(Supplied entries begins)

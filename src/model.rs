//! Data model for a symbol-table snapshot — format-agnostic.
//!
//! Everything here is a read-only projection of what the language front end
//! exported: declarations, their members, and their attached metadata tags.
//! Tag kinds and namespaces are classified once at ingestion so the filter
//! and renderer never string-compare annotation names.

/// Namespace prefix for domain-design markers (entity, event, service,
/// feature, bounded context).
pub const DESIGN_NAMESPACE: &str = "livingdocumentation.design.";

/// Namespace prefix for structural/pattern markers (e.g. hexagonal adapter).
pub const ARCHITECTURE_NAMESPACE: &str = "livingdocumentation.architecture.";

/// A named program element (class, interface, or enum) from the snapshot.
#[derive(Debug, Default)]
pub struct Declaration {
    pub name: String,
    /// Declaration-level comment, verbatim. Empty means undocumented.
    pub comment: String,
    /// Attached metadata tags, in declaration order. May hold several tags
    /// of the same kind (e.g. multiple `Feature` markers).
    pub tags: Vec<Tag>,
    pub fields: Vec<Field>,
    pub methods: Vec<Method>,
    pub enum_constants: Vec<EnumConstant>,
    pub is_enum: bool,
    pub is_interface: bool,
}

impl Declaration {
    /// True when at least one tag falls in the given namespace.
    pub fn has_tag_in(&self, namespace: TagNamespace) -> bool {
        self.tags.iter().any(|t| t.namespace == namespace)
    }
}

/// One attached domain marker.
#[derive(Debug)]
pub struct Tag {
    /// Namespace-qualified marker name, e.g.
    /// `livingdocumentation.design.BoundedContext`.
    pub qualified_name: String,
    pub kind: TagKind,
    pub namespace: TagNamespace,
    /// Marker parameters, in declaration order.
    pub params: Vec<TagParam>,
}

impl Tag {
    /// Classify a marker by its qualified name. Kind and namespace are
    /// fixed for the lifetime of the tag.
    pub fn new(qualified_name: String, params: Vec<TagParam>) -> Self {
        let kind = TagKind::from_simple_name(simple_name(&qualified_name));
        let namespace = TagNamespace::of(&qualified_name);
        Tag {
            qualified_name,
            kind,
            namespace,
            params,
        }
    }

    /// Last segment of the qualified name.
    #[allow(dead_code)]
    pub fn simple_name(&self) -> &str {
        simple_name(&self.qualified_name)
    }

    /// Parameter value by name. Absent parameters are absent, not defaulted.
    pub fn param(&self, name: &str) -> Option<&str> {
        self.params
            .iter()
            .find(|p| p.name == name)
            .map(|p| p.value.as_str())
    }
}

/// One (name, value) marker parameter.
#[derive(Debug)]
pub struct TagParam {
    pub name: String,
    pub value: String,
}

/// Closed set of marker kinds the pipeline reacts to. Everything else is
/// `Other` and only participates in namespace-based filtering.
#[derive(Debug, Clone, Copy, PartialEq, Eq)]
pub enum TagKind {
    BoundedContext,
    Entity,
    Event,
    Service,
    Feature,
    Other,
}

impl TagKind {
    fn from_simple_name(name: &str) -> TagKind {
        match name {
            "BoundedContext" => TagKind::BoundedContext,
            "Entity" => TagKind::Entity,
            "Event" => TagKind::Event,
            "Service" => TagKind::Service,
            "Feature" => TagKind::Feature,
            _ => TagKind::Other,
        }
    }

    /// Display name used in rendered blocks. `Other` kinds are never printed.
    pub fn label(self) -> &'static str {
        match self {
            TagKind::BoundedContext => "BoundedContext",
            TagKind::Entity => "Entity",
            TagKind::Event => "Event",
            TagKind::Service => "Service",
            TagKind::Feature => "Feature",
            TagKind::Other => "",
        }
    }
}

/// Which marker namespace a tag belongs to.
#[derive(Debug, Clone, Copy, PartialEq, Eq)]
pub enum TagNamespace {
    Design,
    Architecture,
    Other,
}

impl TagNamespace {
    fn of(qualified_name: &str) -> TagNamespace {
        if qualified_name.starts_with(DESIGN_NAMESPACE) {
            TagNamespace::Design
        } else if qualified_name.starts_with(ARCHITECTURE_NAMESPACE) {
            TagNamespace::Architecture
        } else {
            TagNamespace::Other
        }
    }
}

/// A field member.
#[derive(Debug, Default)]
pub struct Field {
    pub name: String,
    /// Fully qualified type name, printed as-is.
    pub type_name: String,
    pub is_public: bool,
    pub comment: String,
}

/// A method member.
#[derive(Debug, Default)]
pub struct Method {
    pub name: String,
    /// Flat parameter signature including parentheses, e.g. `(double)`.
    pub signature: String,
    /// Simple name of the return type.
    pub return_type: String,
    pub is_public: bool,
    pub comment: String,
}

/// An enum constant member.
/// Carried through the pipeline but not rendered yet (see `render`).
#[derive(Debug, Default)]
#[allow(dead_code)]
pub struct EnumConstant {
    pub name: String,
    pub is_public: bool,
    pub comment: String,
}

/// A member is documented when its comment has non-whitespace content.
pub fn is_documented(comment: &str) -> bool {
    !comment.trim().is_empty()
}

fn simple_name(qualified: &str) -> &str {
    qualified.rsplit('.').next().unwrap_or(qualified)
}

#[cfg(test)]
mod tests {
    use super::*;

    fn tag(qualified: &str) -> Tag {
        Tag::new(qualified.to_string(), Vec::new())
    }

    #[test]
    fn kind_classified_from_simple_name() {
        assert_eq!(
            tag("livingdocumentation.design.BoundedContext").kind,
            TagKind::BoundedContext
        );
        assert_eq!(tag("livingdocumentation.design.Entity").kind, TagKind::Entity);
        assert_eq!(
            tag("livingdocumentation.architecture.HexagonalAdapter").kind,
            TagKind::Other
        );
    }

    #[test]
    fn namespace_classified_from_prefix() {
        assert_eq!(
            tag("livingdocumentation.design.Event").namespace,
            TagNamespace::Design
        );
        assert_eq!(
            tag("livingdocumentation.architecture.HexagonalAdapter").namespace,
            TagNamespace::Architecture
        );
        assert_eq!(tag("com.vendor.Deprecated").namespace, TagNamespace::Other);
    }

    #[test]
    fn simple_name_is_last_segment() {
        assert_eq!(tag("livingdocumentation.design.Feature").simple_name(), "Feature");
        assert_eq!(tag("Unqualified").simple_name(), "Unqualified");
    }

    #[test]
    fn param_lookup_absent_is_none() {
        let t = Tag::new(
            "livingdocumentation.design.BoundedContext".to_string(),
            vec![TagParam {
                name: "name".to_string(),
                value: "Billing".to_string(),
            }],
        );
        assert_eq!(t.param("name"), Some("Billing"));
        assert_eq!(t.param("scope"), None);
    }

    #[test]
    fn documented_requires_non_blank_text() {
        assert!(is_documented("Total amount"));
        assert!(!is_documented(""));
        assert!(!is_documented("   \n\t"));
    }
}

(Supplied entries ends)

Prompt:
Down to the final line, the data above must be copied exactly.

Response to the exercise:
filename src/model.rs
//! Data model for a symbol-table snapshot — format-agnostic.
//!
//! Everything here is a read-only projection of what the language front end
//! exported: declarations, their members, and their attached metadata tags.
//! Tag kinds and namespaces are classified once at ingestion so the filter
//! and renderer never string-compare annotation names.

/// Namespace prefix for domain-design markers (entity, event, service,
/// feature, bounded context).
pub const DESIGN_NAMESPACE: &str = "livingdocumentation.design.";

/// Namespace prefix for structural/pattern markers (e.g. hexagonal adapter).
pub const ARCHITECTURE_NAMESPACE: &str = "livingdocumentation.architecture.";

/// A named program element (class, interface, or enum) from the snapshot.
#[derive(Debug, Default)]
pub struct Declaration {
    pub name: String,
    /// Declaration-level comment, verbatim. Empty means undocumented.
    pub comment: String,
    /// Attached metadata tags, in declaration order. May hold several tags
    /// of the same kind (e.g. multiple `Feature` markers).
    pub tags: Vec<Tag>,
    pub fields: Vec<Field>,
    pub methods: Vec<Method>,
    pub enum_constants: Vec<EnumConstant>,
    pub is_enum: bool,
    pub is_interface: bool,
}

impl Declaration {
    /// True when at least one tag falls in the given namespace.
    pub fn has_tag_in(&self, namespace: TagNamespace) -> bool {
        self.tags.iter().any(|t| t.namespace == namespace)
    }
}

/// One attached domain marker.
#[derive(Debug)]
pub struct Tag {
    /// Namespace-qualified marker name, e.g.
    /// `livingdocumentation.design.BoundedContext`.
    pub qualified_name: String,
    pub kind: TagKind,
    pub namespace: TagNamespace,
    /// Marker parameters, in declaration order.
    pub params: Vec<TagParam>,
}

impl Tag {
    /// Classify a marker by its qualified name. Kind and namespace are
    /// fixed for the lifetime of the tag.
    pub fn new(qualified_name: String, params: Vec<TagParam>) -> Self {
        let kind = TagKind::from_simple_name(simple_name(&qualified_name));
        let namespace = TagNamespace::of(&qualified_name);
        Tag {
            qualified_name,
            kind,
            namespace,
            params,
        }
    }

    /// Last segment of the qualified name.
    #[allow(dead_code)]
    pub fn simple_name(&self) -> &str {
        simple_name(&self.qualified_name)
    }

    /// Parameter value by name. Absent parameters are absent, not defaulted.
    pub fn param(&self, name: &str) -> Option<&str> {
        self.params
            .iter()
            .find(|p| p.name == name)
            .map(|p| p.value.as_str())
    }
}

/// One (name, value) marker parameter.
#[derive(Debug)]
pub struct TagParam {
    pub name: String,
    pub value: String,
}

/// Closed set of marker kinds the pipeline reacts to. Everything else is
/// `Other` and only participates in namespace-based filtering.
#[derive(Debug, Clone, Copy, PartialEq, Eq)]
pub enum TagKind {
    BoundedContext,
    Entity,
    Event,
    Service,
    Feature,
    Other,
}

impl TagKind {
    fn from_simple_name(name: &str) -> TagKind {
        match name {
            "BoundedContext" => TagKind::BoundedContext,
            "Entity" => TagKind::Entity,
            "Event" => TagKind::Event,
            "Service" => TagKind::Service,
            "Feature" => TagKind::Feature,
            _ => TagKind::Other,
        }
    }

    /// Display name used in rendered blocks. `Other` kinds are never printed.
    pub fn label(self) -> &'static str {
        match self {
            TagKind::BoundedContext => "BoundedContext",
            TagKind::Entity => "Entity",
            TagKind::Event => "Event",
            TagKind::Service => "Service",
            TagKind::Feature => "Feature",
            TagKind::Other => "",
        }
    }
}

/// Which marker namespace a tag belongs to.
#[derive(Debug, Clone, Copy, PartialEq, Eq)]
pub enum TagNamespace {
    Design,
    Architecture,
    Other,
}

impl TagNamespace {
    fn of(qualified_name: &str) -> TagNamespace {
        if qualified_name.starts_with(DESIGN_NAMESPACE) {
            TagNamespace::Design
        } else if qualified_name.starts_with(ARCHITECTURE_NAMESPACE) {
            TagNamespace::Architecture
        } else {
            TagNamespace::Other
        }
    }
}

/// A field member.
#[derive(Debug, Default)]
pub struct Field {
    pub name: String,
    /// Fully qualified type name, printed as-is.
    pub type_name: String,
    pub is_public: bool,
    pub comment: String,
}

/// A method member.
#[derive(Debug, Default)]
pub struct Method {
    pub name: String,
    /// Flat parameter signature including parentheses, e.g. `(double)`.
    pub signature: String,
    /// Simple name of the return type.
    pub return_type: String,
    pub is_public: bool,
    pub comment: String,
}

/// An enum constant member.
/// Carried through the pipeline but not rendered yet (see `render`).
#[derive(Debug, Default)]
#[allow(dead_code)]
pub struct EnumConstant {
    pub name: String,
    pub is_public: bool,
    pub comment: String,
}

/// A member is documented when its comment has non-whitespace content.
pub fn is_documented(comment: &str) -> bool {
    !comment.trim().is_empty()
}

fn simple_name(qualified: &str) -> &str {
    qualified.rsplit('.').next().unwrap_or(qualified)
}

#[cfg(test)]
mod tests {
    use super::*;

    fn tag(qualified: &str) -> Tag {
        Tag::new(qualified.to_string(), Vec::new())
    }

    #[test]
    fn kind_classified_from_simple_name() {
        assert_eq!(
            tag("livingdocumentation.design.BoundedContext").kind,
            TagKind::BoundedContext
        );
        assert_eq!(tag("livingdocumentation.design.Entity").kind, TagKind::Entity);
        assert_eq!(
            tag("livingdocumentation.architecture.HexagonalAdapter").kind,
            TagKind::Other
        );
    }

    #[test]
    fn namespace_classified_from_prefix() {
        assert_eq!(
            tag("livingdocumentation.design.Event").namespace,
            TagNamespace::Design
        );
        assert_eq!(
            tag("livingdocumentation.architecture.HexagonalAdapter").namespace,
            TagNamespace::Architecture
        );
        assert_eq!(tag("com.vendor.Deprecated").namespace, TagNamespace::Other);
    }

    #[test]
    fn simple_name_is_last_segment() {
        assert_eq!(tag("livingdocumentation.design.Feature").simple_name(), "Feature");
        assert_eq!(tag("Unqualified").simple_name(), "Unqualified");
    }

    #[test]
    fn param_lookup_absent_is_none() {
        let t = Tag::new(
            "livingdocumentation.design.BoundedContext".to_string(),
            vec![TagParam {
                name: "name".to_string(),
                value: "Billing".to_string(),
            }],
        );
        assert_eq!(t.param("name"), Some("Billing"));
        assert_eq!(t.param("scope"), None);
    }

    #[test]
    fn documented_requires_non_blank_text() {
        assert!(is_documented("Total amount"));
        assert!(!is_documented(""));
        assert!(!is_documented("   \n\t"));
    }
}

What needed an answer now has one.